Reactivity‐Tunable Fluorescent Platform for Selective and Biocompatible Modification of Cysteine or Lysine

Abstract Chemoselective modification of specific residues within a given protein poses a significant challenge, as the microenvironment of amino acid residues in proteins is variable. Developing a universal molecular platform with tunable chemical warheads can provide powerful tools for precisely labeling specific amino acids in proteins. Cysteine and lysine are hot targets for chemoselective modification, but current cysteine/lysine‐selective warheads face challenges due to cross‐reactivity and unstable reaction products. In this study, a versatile fluorescent platform is developed for highly selective modification of cysteine/lysine under biocompatible conditions. Chloro‐ or phenoxy‐substituted NBSe derivatives effectively labeled cysteine residues in the cellular proteome with high specificity.

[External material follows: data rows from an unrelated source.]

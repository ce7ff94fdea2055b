//! Defines the standard heuristics for selecting which cell to branch on
//! next during the search process.

use crate::solver::{
    board::{Board, CellId, CELL_COUNT},
    search::Assignment,
};

/// A trait for variable-selection heuristics.
///
/// Implementors define a strategy for choosing which unassigned cell the
/// solver should branch on next. A good heuristic can dramatically improve
/// solver performance.
pub trait VariableSelectionHeuristic {
    /// Selects the next cell to be assigned.
    ///
    /// # Arguments
    ///
    /// * `board`: The current domains and constraint network.
    /// * `assignment`: The cells already holding a trial value.
    ///
    /// # Returns
    ///
    /// * `Some(CellId)` of the chosen cell, if any cell is unassigned.
    /// * `None` if every cell is already assigned.
    fn select_variable(&self, board: &Board, assignment: &Assignment) -> Option<CellId>;
}

/// A simple heuristic that selects the first unassigned cell in the fixed
/// row-major enumeration.
///
/// This provides a basic, deterministic way to select cells.
pub struct SelectFirstHeuristic;

impl VariableSelectionHeuristic for SelectFirstHeuristic {
    fn select_variable(&self, _board: &Board, assignment: &Assignment) -> Option<CellId> {
        (0..CELL_COUNT).find(|&cell| !assignment.contains(cell))
    }
}

/// A heuristic that selects the unassigned cell with the Minimum Remaining
/// Values in its domain.
///
/// This is a "fail-first" strategy that prioritizes the most constrained
/// cell, so the hardest parts of the board are tackled early and dead ends
/// surface sooner. In case of a tie, the cell earliest in the row-major
/// enumeration is chosen to ensure determinism.
pub struct MinimumRemainingValuesHeuristic;

impl VariableSelectionHeuristic for MinimumRemainingValuesHeuristic {
    fn select_variable(&self, board: &Board, assignment: &Assignment) -> Option<CellId> {
        (0..CELL_COUNT)
            .filter(|&cell| !assignment.contains(cell))
            .min_by(|&a, &b| {
                // Primary criterion: domain size (ascending)
                // Secondary criterion: cell id (ascending, for tie-breaking)
                (board.domain(a).len(), a).cmp(&(board.domain(b).len(), b))
            })
    }
}
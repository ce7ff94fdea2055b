use im::OrdSet;

use crate::{
    error::{Error, Result},
    solver::constraints::ConstraintGraph,
};

/// Index of a cell in the fixed row-major enumeration `A1..A9, B1..B9, ..., I9`.
pub type CellId = usize;

/// Number of cells on a classic board.
pub const CELL_COUNT: usize = 81;

/// The set of candidate digits still possible for one cell.
///
/// An ordered set supports removal by value, and iterates ascending,
/// which is the fixed value-enumeration order the heuristics tie-break
/// on.
pub type Domain = OrdSet<u8>;

/// Renders a cell index as its conventional name: rows `A..I`, columns `1..9`.
pub fn cell_name(cell: CellId) -> String {
    let row = (b'A' + (cell / 9) as u8) as char;
    format!("{}{}", row, cell % 9 + 1)
}

/// The mutable solver state for one puzzle.
///
/// The clue vector and the constraint graph are fixed at construction; the
/// domains and the per-cell pruning log are mutated by propagation and
/// search. Search frames that mutate domains must restore them through the
/// pruning log before returning failure to their caller.
#[derive(Debug, Clone)]
pub struct Board {
    clues: [u8; CELL_COUNT],
    domains: Vec<Domain>,
    graph: ConstraintGraph,
    pruned: Vec<Vec<(CellId, u8)>>,
}

impl Board {
    /// Parses an 81-symbol puzzle string, `0` marking a blank cell.
    ///
    /// This is the boundary check for raw input: anything that is not
    /// exactly 81 digit characters is rejected here with a descriptive
    /// error, so the core never sees a malformed board.
    pub fn parse(input: &str) -> Result<Self> {
        let symbols: Vec<char> = input.trim().chars().collect();
        if symbols.len() != CELL_COUNT {
            return Err(Error::BadLength(symbols.len()));
        }

        let mut clues = [0u8; CELL_COUNT];
        for (cell, &symbol) in symbols.iter().enumerate() {
            match symbol.to_digit(10) {
                Some(digit) => clues[cell] = digit as u8,
                None => {
                    return Err(Error::BadSymbol {
                        cell: cell_name(cell),
                        found: symbol,
                    })
                }
            }
        }

        Ok(Self::from_clues(clues))
    }

    /// Builds a board from already-validated clues (0 = blank).
    ///
    /// A clue cell starts with a singleton domain; a blank cell starts with
    /// the full `{1..9}`.
    pub fn from_clues(clues: [u8; CELL_COUNT]) -> Self {
        let domains = clues
            .iter()
            .map(|&clue| {
                if clue == 0 {
                    (1..=9).collect()
                } else {
                    Domain::unit(clue)
                }
            })
            .collect();

        Self {
            clues,
            domains,
            graph: ConstraintGraph::classic(),
            pruned: vec![Vec::new(); CELL_COUNT],
        }
    }

    /// The original clue for a cell (0 if the cell was blank).
    pub fn clue(&self, cell: CellId) -> u8 {
        self.clues[cell]
    }

    pub fn domain(&self, cell: CellId) -> &Domain {
        &self.domains[cell]
    }

    pub fn domain_mut(&mut self, cell: CellId) -> &mut Domain {
        &mut self.domains[cell]
    }

    pub fn is_singleton(&self, cell: CellId) -> bool {
        self.domains[cell].len() == 1
    }

    /// The single remaining candidate for a cell, if its domain is a singleton.
    pub fn singleton_value(&self, cell: CellId) -> Option<u8> {
        if self.is_singleton(cell) {
            self.domains[cell].get_min().copied()
        } else {
            None
        }
    }

    /// Whether every domain has collapsed to a single candidate.
    pub fn all_singleton(&self) -> bool {
        (0..CELL_COUNT).all(|cell| self.is_singleton(cell))
    }

    /// Every directed inequality arc, closed under reversal.
    pub fn arcs(&self) -> &[(CellId, CellId)] {
        self.graph.arcs()
    }

    /// The cells sharing a row, column, or block with `cell`.
    pub fn neighbors(&self, cell: CellId) -> &[CellId] {
        self.graph.neighbors(cell)
    }

    /// Records that forward checking on behalf of `cell` removed `value`
    /// from `neighbor`'s domain.
    pub fn log_pruning(&mut self, cell: CellId, neighbor: CellId, value: u8) {
        self.pruned[cell].push((neighbor, value));
    }

    /// Drains `cell`'s pruning log, leaving it empty for the next trial value.
    pub fn take_prunings(&mut self, cell: CellId) -> Vec<(CellId, u8)> {
        std::mem::take(&mut self.pruned[cell])
    }
}
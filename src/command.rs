use crossterm::event::{KeyCode, KeyEvent, KeyModifiers};

#[derive(Clone, Copy, Debug, Eq, PartialEq)]
pub(crate) enum Command {
    Quit,
    Up,
    Down,
    Left,
    Right,
    Enter,
    Space,
    Home,
    End,
    Next,
    Prev,
    M,
    P,
    Q,
    R,
    X,
}

impl Command {
    pub(crate) fn from_key_event(ev: KeyEvent) -> Option<Command> {
        match (ev.modifiers, ev.code) {
            (KeyModifiers::CONTROL, KeyCode::Char('c')) => Some(Command::Quit),
            (KeyModifiers::NONE, KeyCode::Char('w' | 'k') | KeyCode::Up) => Some(Command::Up),
            (KeyModifiers::NONE, KeyCode::Char('s' | 'j') | KeyCode::Down) => Some(Command::Down),
            (KeyModifiers::NONE, KeyCode::Char('a' | 'h') | KeyCode::Left) => Some(Command::Left),
            (KeyModifiers::NONE, KeyCode::Char('d' | 'l') | KeyCode::Right) => Some(Command::Right),
            (_, KeyCode::Enter) => Some(Command::Enter),
            (KeyModifiers::NONE, KeyCode::Char(' ')) => Some(Command::Space),
            (_, KeyCode::Home) => Some(Command::Home),
            (_, KeyCode::End) => Some(Command::End),
            (_, KeyCode::Tab) => Some(Command::Next),
            (_, KeyCode::BackTab) => Some(Command::Prev),
            (KeyModifiers::NONE, KeyCode::Char('m')) => Some(Command::M),
            (KeyModifiers::NONE, KeyCode::Char('p')) => Some(Command::P),
            (KeyModifiers::NONE, KeyCode::Char('q')) => Some(Command::Q),
            (KeyModifiers::NONE, KeyCode::Char('r')) => Some(Command::R),
            (KeyModifiers::NONE, KeyCode::Char('x')) => Some(Command::X),
            _ => None,
        }
    }
}

#[cfg(test)]
mod tests {
    use super::*;
    use rstest::rstest;

    #[rstest]
    #[case(KeyCode::Up, Some(Command::Up))]
    #[case(KeyCode::Char('w'), Some(Command::Up))]
    #[case(KeyCode::Down, Some(Command::Down))]
    #[case(KeyCode::Char('s'), Some(Command::Down))]
    #[case(KeyCode::Left, Some(Command::Left))]
    #[case(KeyCode::Char('a'), Some(Command::Left))]
    #[case(KeyCode::Right, Some(Command::Right))]
    #[case(KeyCode::Char('d'), Some(Command::Right))]
    #[case(KeyCode::Char('r'), Some(Command::R))]
    #[case(KeyCode::Char('x'), Some(Command::X))]
    #[case(KeyCode::Char('z'), None)]
    fn plain_keys(#[case] code: KeyCode, #[case] cmd: Option<Command>) {
        assert_eq!(Command::from_key_event(KeyEvent::from(code)), cmd);
    }

    #[test]
    fn ctrl_c_quits() {
        let ev = KeyEvent::new(KeyCode::Char('c'), KeyModifiers::CONTROL);
        assert_eq!(Command::from_key_event(ev), Some(Command::Quit));
    }

    #[test]
    fn modified_letters_ignored() {
        let ev = KeyEvent::new(KeyCode::Char('w'), KeyModifiers::ALT);
        assert_eq!(Command::from_key_event(ev), None);
    }
}
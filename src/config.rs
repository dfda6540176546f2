use crate::options::{Difficulty, Intervals, Options};
use crate::scores::{JsonFileStore, LoadError, MemoryStore, ScoreBook};
use serde::Deserialize;
use std::borrow::Cow;
use std::path::{Path, PathBuf};
use thiserror::Error;

/// Program configuration read from a configuration file
#[derive(Clone, Deserialize, Debug, Default, Eq, PartialEq)]
pub(crate) struct Config {
    /// Initial gameplay choices
    #[serde(default)]
    pub(crate) game: GameConfig,

    /// Starting tick period for each difficulty
    #[serde(default)]
    pub(crate) intervals: Intervals,

    /// Settings about data files
    #[serde(default)]
    pub(crate) files: FileConfig,
}

impl Config {
    /// Return the default configuration file path
    pub(crate) fn default_path() -> Result<PathBuf, ConfigError> {
        dirs::config_local_dir()
            .map(|p| p.join("wrapsnake").join("config.toml"))
            .ok_or(ConfigError::NoPath)
    }

    /// Read configuration from a file on disk.  If the file does not exist and
    /// `allow_missing` is true, a default `Config` value is returned.
    ///
    /// # Errors
    ///
    /// Returns `Err` if the file could not be read or if the file's contents
    /// could not be deserialized.
    pub(crate) fn load(path: &Path, allow_missing: bool) -> Result<Config, ConfigError> {
        let content = match fs_err::read_to_string(path) {
            Ok(content) => content,
            Err(e) if e.kind() == std::io::ErrorKind::NotFound && allow_missing => {
                return Ok(Config::default())
            }
            Err(e) => return Err(ConfigError::Read(e)),
        };
        toml::from_str(&content).map_err(Into::into)
    }

    /// The menu options to show when the program starts
    pub(crate) fn options(&self) -> Options {
        Options {
            difficulty: self.game.difficulty,
            sound: self.game.sound,
        }
    }

    /// Return the filepath at which scores should be stored: the file given in
    /// the configuration or, if that is not set, the default scores file path.
    /// Return `None` if no path is present in the configuration and the
    /// default path could not be computed.
    fn scores_file(&self) -> Option<Cow<'_, Path>> {
        self.files
            .scores_file
            .as_deref()
            .map(Cow::from)
            .or_else(|| JsonFileStore::default_path().map(Cow::from))
    }

    /// Open the score store.  If `self.files.save_scores` is `false`, scores
    /// are kept in memory only and nothing is read from disk.
    pub(crate) fn open_scores(&self) -> Result<ScoreBook, LoadError> {
        if !self.files.save_scores {
            tracing::info!("Score saving disabled; keeping scores in memory");
            return Ok(ScoreBook::new(Box::new(MemoryStore::default())));
        }
        let path = self.scores_file().ok_or_else(LoadError::no_path)?;
        let store = JsonFileStore::open(path.into_owned())?;
        tracing::info!(path = %store.path().display(), "Loaded scores");
        Ok(ScoreBook::new(Box::new(store)))
    }
}

#[derive(Clone, Copy, Deserialize, Debug, Eq, PartialEq)]
#[serde(default)]
pub(crate) struct GameConfig {
    /// Difficulty preselected on the main menu
    pub(crate) difficulty: Difficulty,

    /// Whether sound cues start out enabled
    pub(crate) sound: bool,

    /// Whether sound cues ring the terminal bell.  When `false`, cues are
    /// silently dropped regardless of `sound`.
    pub(crate) bell: bool,
}

impl Default for GameConfig {
    fn default() -> GameConfig {
        GameConfig {
            difficulty: Difficulty::default(),
            sound: true,
            bell: true,
        }
    }
}

#[derive(Clone, Deserialize, Debug, Eq, PartialEq)]
#[serde(default, rename_all = "kebab-case")]
pub(crate) struct FileConfig {
    /// Path at which scores should be stored
    scores_file: Option<PathBuf>,

    /// Whether to load & save scores in a file
    save_scores: bool,
}

impl Default for FileConfig {
    fn default() -> FileConfig {
        FileConfig {
            scores_file: None,
            save_scores: true,
        }
    }
}

#[derive(Debug, Error)]
pub(crate) enum ConfigError {
    #[error("failed to determine path to local configuration directory")]
    NoPath,
    #[error("failed to read configuration file")]
    Read(#[from] std::io::Error),
    #[error("failed to parse configuration file")]
    Parse(#[from] toml::de::Error),
}
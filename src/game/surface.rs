use crate::consts;
use ratatui::{
    buffer::Buffer,
    layout::{Position, Rect},
    style::Style,
};

/// Something the board can be drawn on.  Coordinates and sizes are in
/// logical board units.
pub(crate) trait Surface {
    /// Blank out the whole surface
    fn clear(&mut self);

    /// Fill the given rectangle
    fn fill_rect(&mut self, x: u16, y: u16, width: u16, height: u16, fill: Fill);
}

/// The ways in which a rectangle can be filled
#[derive(Clone, Copy, Debug, Eq, PartialEq)]
pub(crate) enum Fill {
    Head,
    Body,
    Food,
}

impl Fill {
    fn symbol(self) -> char {
        match self {
            Fill::Head => consts::SNAKE_HEAD_SYMBOL,
            Fill::Body => consts::SNAKE_BODY_SYMBOL,
            Fill::Food => consts::FOOD_SYMBOL,
        }
    }

    fn style(self) -> Style {
        match self {
            Fill::Head => consts::SNAKE_HEAD_STYLE,
            Fill::Body => consts::SNAKE_BODY_STYLE,
            Fill::Food => consts::FOOD_STYLE,
        }
    }
}

/// A [`Surface`] backed by a region of a terminal buffer.  Each logical cell
/// of `cell` × `cell` units becomes
/// [`CELL_COLUMNS`][consts::CELL_COLUMNS] terminal cells side by side.
#[derive(Debug, Eq, PartialEq)]
pub(super) struct Canvas<'a> {
    pub(super) area: Rect,
    pub(super) buf: &'a mut Buffer,
    pub(super) cell: u16,
}

impl Canvas<'_> {
    fn draw_cell(&mut self, pos: Position, symbol: char, style: Style) {
        let Some(x) = self.area.x.checked_add(pos.x) else {
            return;
        };
        let Some(y) = self.area.y.checked_add(pos.y) else {
            return;
        };
        if !self.area.contains(Position { x, y }) {
            return;
        }
        if let Some(cell) = self.buf.cell_mut((x, y)) {
            cell.set_char(symbol);
            cell.set_style(Style::reset().patch(style));
        }
    }
}

impl Surface for Canvas<'_> {
    fn clear(&mut self) {
        for p in self.area.positions() {
            if let Some(cell) = self.buf.cell_mut(p) {
                cell.reset();
            }
        }
    }

    fn fill_rect(&mut self, x: u16, y: u16, width: u16, height: u16, fill: Fill) {
        if self.cell == 0 {
            return;
        }
        let col0 = (x / self.cell).saturating_mul(consts::CELL_COLUMNS);
        let row0 = y / self.cell;
        let cols = (width / self.cell).saturating_mul(consts::CELL_COLUMNS);
        let rows = height / self.cell;
        for dy in 0..rows {
            for dx in 0..cols {
                self.draw_cell(
                    Position::new(col0.saturating_add(dx), row0.saturating_add(dy)),
                    fill.symbol(),
                    fill.style(),
                );
            }
        }
    }
}

/// A surface that remembers what was drawn on it, for tests
#[cfg(test)]
#[derive(Clone, Debug, Default, Eq, PartialEq)]
pub(super) struct Recording(pub(super) Vec<DrawOp>);

#[cfg(test)]
#[derive(Clone, Copy, Debug, Eq, PartialEq)]
pub(super) enum DrawOp {
    Clear,
    Fill(u16, u16, Fill),
}

#[cfg(test)]
impl Surface for Recording {
    fn clear(&mut self) {
        self.0.push(DrawOp::Clear);
    }

    fn fill_rect(&mut self, x: u16, y: u16, width: u16, height: u16, fill: Fill) {
        assert_eq!(
            (width, height),
            (consts::CELL_SIZE, consts::CELL_SIZE),
            "only whole cells are drawn"
        );
        self.0.push(DrawOp::Fill(x, y, fill));
    }
}

#[cfg(test)]
mod tests {
    use super::*;

    #[test]
    fn fill_cells() {
        let area = Rect::new(0, 0, 8, 3);
        let mut buffer = Buffer::empty(area);
        let mut canvas = Canvas {
            area: Rect::new(1, 1, 6, 2),
            buf: &mut buffer,
            cell: 20,
        };
        canvas.fill_rect(0, 0, 20, 20, Fill::Body);
        canvas.fill_rect(20, 0, 20, 20, Fill::Head);
        canvas.fill_rect(40, 20, 20, 20, Fill::Food);
        let mut expected = Buffer::with_lines(["        ", " ▓▓██   ", "     ██ "]);
        expected.set_style(Rect::new(1, 1, 2, 1), consts::SNAKE_BODY_STYLE);
        expected.set_style(Rect::new(3, 1, 2, 1), consts::SNAKE_HEAD_STYLE);
        expected.set_style(Rect::new(5, 2, 2, 1), consts::FOOD_STYLE);
        pretty_assertions::assert_eq!(buffer, expected);
    }

    #[test]
    fn out_of_area_is_clipped() {
        let area = Rect::new(0, 0, 4, 1);
        let mut buffer = Buffer::empty(area);
        let mut canvas = Canvas {
            area: Rect::new(0, 0, 2, 1),
            buf: &mut buffer,
            cell: 20,
        };
        canvas.fill_rect(20, 0, 20, 20, Fill::Head);
        canvas.fill_rect(0, 20, 20, 20, Fill::Head);
        pretty_assertions::assert_eq!(buffer, Buffer::empty(area));
    }

    #[test]
    fn clear_resets_area_only() {
        let area = Rect::new(0, 0, 4, 1);
        let mut buffer = Buffer::with_lines(["abcd"]);
        let mut canvas = Canvas {
            area: Rect::new(1, 0, 2, 1),
            buf: &mut buffer,
            cell: 20,
        };
        canvas.clear();
        pretty_assertions::assert_eq!(buffer, Buffer::with_lines(["a  d"]));
        assert_eq!(buffer.area, area);
    }
}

This finding also led to the development of phenoxy‐NBSe phototheragnostic for the diagnosis and activatable photodynamic therapy of GSH‐overexpressed cancer cells. Conversely, alkoxy‐NBSe derivatives are engineered to selectively react with lysine residues in the cellular environment, exhibiting excellent anti‐interfering ability against thiols. Leveraging a proximity‐driven approach, alkoxy‐NBSe probes are successfully designed to demonstrate their utility in bioimaging of lysine deacetylase activity. This study also achieves integrating a small photosensitizer into lysine residues of proteins in a regioselective manner, achieving photoablation of cancer cells activated by overexpressed proteins.